Come and join us at the oldest university in Poland and one of the oldest in Europe: live and learn at the academic heart of Eastern Europe, home of excellent researchers in many disciplines, including humanities, medicine, social sciences, mathematics or natural sciences.
Academic Centre through centuries
Kraków has been known as a leading academic centre in Poland since 14th century. Although there is a great number of respectable universities in our country, it is Kraków that immediately evokes images of student comradery and professors strolling through the streets of Old Town.

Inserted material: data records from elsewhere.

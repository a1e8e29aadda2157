//! Integration tests for core CLI contract behavior.
//!
//! Everything here runs without a device attached; hardware-dependent
//! paths are covered by the library's session tests instead.

use {predicates::prelude::*, std::fs, tempfile::tempdir};

fn cli_cmd() -> assert_cmd::Command {
    assert_cmd::cargo::cargo_bin_cmd!("chflash")
}

#[test]
fn help_exits_zero_and_writes_stdout_only() {
    let mut cmd = cli_cmd();
    cmd.arg("--help")
        .assert()
        .success()
        .stdout(predicate::str::contains("chflash"))
        .stderr(predicate::str::is_empty());
}

#[test]
fn version_exits_zero_and_writes_stdout_only() {
    let mut cmd = cli_cmd();
    cmd.arg("--version")
        .assert()
        .success()
        .stdout(predicate::str::contains("chflash"))
        .stderr(predicate::str::is_empty());
}

#[test]
fn completions_bash_writes_script_to_stdout() {
    let mut cmd = cli_cmd();
    cmd.args(["completions", "bash"])
        .assert()
        .success()
        .code(0)
        .stdout(predicate::str::contains("chflash"));
}

#[test]
fn exit_code_two_for_unknown_command() {
    let mut cmd = cli_cmd();
    cmd.arg("unknown-command-xyz").assert().failure().code(2);
}

#[test]
fn exit_code_two_for_invalid_flag() {
    let mut cmd = cli_cmd();
    cmd.arg("--invalid-flag-xyz").assert().failure().code(2);
}

#[test]
fn flash_with_missing_file_exits_two() {
    let dir = tempdir().expect("tempdir should be created");
    let missing = dir.path().join("not_exists.bin");

    let mut cmd = cli_cmd();
    cmd.arg("flash")
        .arg(&missing)
        .assert()
        .failure()
        .code(2)
        .stderr(predicate::str::contains("not found"));
}

#[test]
fn flash_rejects_firmware_below_minimum_size() {
    // 10 bytes is far below the 256-byte minimum; the file is rejected
    // before any device interaction.
    let dir = tempdir().expect("tempdir should be created");
    let tiny = dir.path().join("tiny.bin");
    fs::write(&tiny, [0u8; 10]).expect("write tiny firmware");

    let mut cmd = cli_cmd();
    cmd.arg("flash")
        .arg(&tiny)
        .assert()
        .failure()
        .code(2)
        .stderr(predicate::str::contains("minimum"));
}

#[test]
fn verify_with_missing_file_exits_two() {
    let dir = tempdir().expect("tempdir should be created");
    let missing = dir.path().join("not_exists.bin");

    let mut cmd = cli_cmd();
    cmd.arg("verify")
        .arg(&missing)
        .assert()
        .failure()
        .code(2)
        .stderr(predicate::str::contains("not found"));
}

#[test]
fn erase_requires_confirmation_flag() {
    // Refused before any device access, so this is hardware-independent.
    let mut cmd = cli_cmd();
    cmd.arg("erase")
        .assert()
        .failure()
        .code(2)
        .stderr(predicate::str::contains("--all"));
}
//! Error types for chflash.

use std::io;
use std::path::PathBuf;
use thiserror::Error;

/// Result type for chflash operations.
pub type Result<T> = std::result::Result<T, Error>;

/// Udev remediation advice reported alongside permission errors on Linux.
pub const UDEV_ADVICE: &str = "\
No access to the USB device; configure udev or run as root (sudo).
For udev create /etc/udev/rules.d/99-ch55x.rules with one line:
SUBSYSTEM==\"usb\", ATTR{idVendor}==\"4348\", ATTR{idProduct}==\"55e0\", MODE=\"666\"
then restart udev (sudo service udev restart) and reconnect the device.";

/// Top-level error type for chflash operations.
#[derive(Debug, Error)]
pub enum Error {
    /// USB transport failure.
    #[error(transparent)]
    Transport(#[from] TransportError),

    /// Bootloader protocol failure.
    #[error(transparent)]
    Protocol(#[from] ProtocolError),

    /// Input artifact failure.
    #[error(transparent)]
    Input(#[from] InputError),

    /// I/O error (transcript file operations).
    #[error("I/O error: {0}")]
    Io(#[from] io::Error),

    /// Operation aborted by the embedding application (e.g. Ctrl-C).
    #[error("operation interrupted")]
    Interrupted,

    /// Session operation attempted out of order.
    #[error("cannot {operation} while the session is {state}")]
    InvalidState {
        /// The rejected operation.
        operation: &'static str,
        /// Session state at the time of the call.
        state: &'static str,
    },
}

/// Failures of the USB transport channel.
#[derive(Debug, Error)]
pub enum TransportError {
    /// USB transfer timed out.
    #[error("USB transfer timed out")]
    Timeout,

    /// The OS refused access to the device.
    #[error("USB permission denied\n{UDEV_ADVICE}")]
    PermissionDenied,

    /// No bootloader device is attached (or it disappeared mid-run).
    #[error("no CH55x bootloader device found, check cabling and driver")]
    DeviceNotFound,

    /// Any other transport-level failure.
    #[error("USB transport error: {0}")]
    Other(String),
}

/// Failures of the bootloader protocol conversation.
#[derive(Debug, Error)]
pub enum ProtocolError {
    /// Reply had a length no frame layout accounts for.
    #[error("unexpected reply length: got {actual} bytes, expected {expected}")]
    UnexpectedReplyLength {
        /// Length the active codec expected.
        expected: usize,
        /// Length actually received.
        actual: usize,
    },

    /// Identification returned a chip id without a known profile.
    #[error("unknown chip id {0:#04x}")]
    UnknownChip(u8),

    /// Version/configuration readback did not match any known bootloader.
    #[error("unknown bootloader version")]
    UnknownBootloaderVersion,

    /// Erase command or a per-block confirmation reported failure.
    #[error("flash erase failed")]
    EraseFailed,

    /// Device rejected a write data frame.
    #[error("write failed at address {address:#06x}")]
    WriteFailed {
        /// Flash address of the failed frame.
        address: u16,
    },

    /// Device reported a mismatch for a verify data frame.
    #[error("verify failed at address {address:#06x}")]
    VerifyFailed {
        /// Flash address of the failed frame.
        address: u16,
    },
}

/// Failures of the firmware input artifact, caught before any device I/O.
#[derive(Debug, Error)]
pub enum InputError {
    /// Firmware image below the minimum accepted size.
    #[error("firmware file is only {size} bytes (minimum {minimum}), possibly corrupt")]
    FileTooSmall {
        /// Actual file size.
        size: usize,
        /// Minimum accepted size.
        minimum: usize,
    },

    /// Firmware file does not exist.
    #[error("firmware file not found: {0}")]
    FileNotFound(PathBuf),

    /// Firmware image larger than the identified chip's flash.
    #[error("firmware of {size} bytes does not fit the chip's {capacity} byte flash")]
    FileTooLarge {
        /// Actual image size.
        size: usize,
        /// Flash capacity of the identified chip.
        capacity: usize,
    },
}

#[cfg(test)]
mod tests {
    use super::*;

    #[test]
    fn test_write_failed_formats_address() {
        let err = ProtocolError::WriteFailed { address: 0x1538 };
        assert_eq!(err.to_string(), "write failed at address 0x1538");
    }

    #[test]
    fn test_permission_denied_carries_udev_advice() {
        let err = TransportError::PermissionDenied;
        assert!(err.to_string().contains("99-ch55x.rules"));
    }

    #[test]
    fn test_taxonomy_wraps_into_top_level_error() {
        let err: Error = ProtocolError::EraseFailed.into();
        assert!(matches!(err, Error::Protocol(ProtocolError::EraseFailed)));

        let err: Error = TransportError::Timeout.into();
        assert!(matches!(err, Error::Transport(TransportError::Timeout)));
    }
}
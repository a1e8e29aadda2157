//! Verify flash contents without writing.

use anyhow::{Context, Result};
use chflash::Firmware;
use console::style;
use std::path::Path;

use crate::Cli;
use crate::commands::{open_session, progress_bar};

/// Compare flash contents against a firmware binary.
///
/// Runs against the existing flash state; no erase, no write, and the
/// bootloader is left resident.
pub(crate) fn cmd_verify(cli: &Cli, firmware_path: &Path) -> Result<()> {
    if !cli.quiet {
        eprintln!(
            "{} loading firmware {}",
            style("📦").cyan(),
            firmware_path.display()
        );
    }
    let firmware = Firmware::from_file(firmware_path)
        .with_context(|| format!("cannot load firmware {}", firmware_path.display()))?;

    let mut session = open_session(cli)?;

    let pb = progress_bar(cli, firmware.len() as u64, "verifying");
    session.verify(&firmware, |current, _total| {
        pb.set_position(current as u64);
    })?;
    pb.finish_with_message("verified");

    if !cli.quiet {
        eprintln!("{} flash matches {}", style("✓").green().bold(), firmware_path.display());
    }

    Ok(())
}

This centuries-long academic tradition goes hand in hand with modern approach to education and state-of-the-art technology. For instance, Ruczaj, one of the districts located on the outskirts of Kraków, is rapidly transforming into a thriving centre of student activity thanks to the 3rd Campus of the Jagiellonian University. The fact that most higher education institutions in the city are sited near one another allows for a very close cooperation—not only scientific, but also related to culture and leisure.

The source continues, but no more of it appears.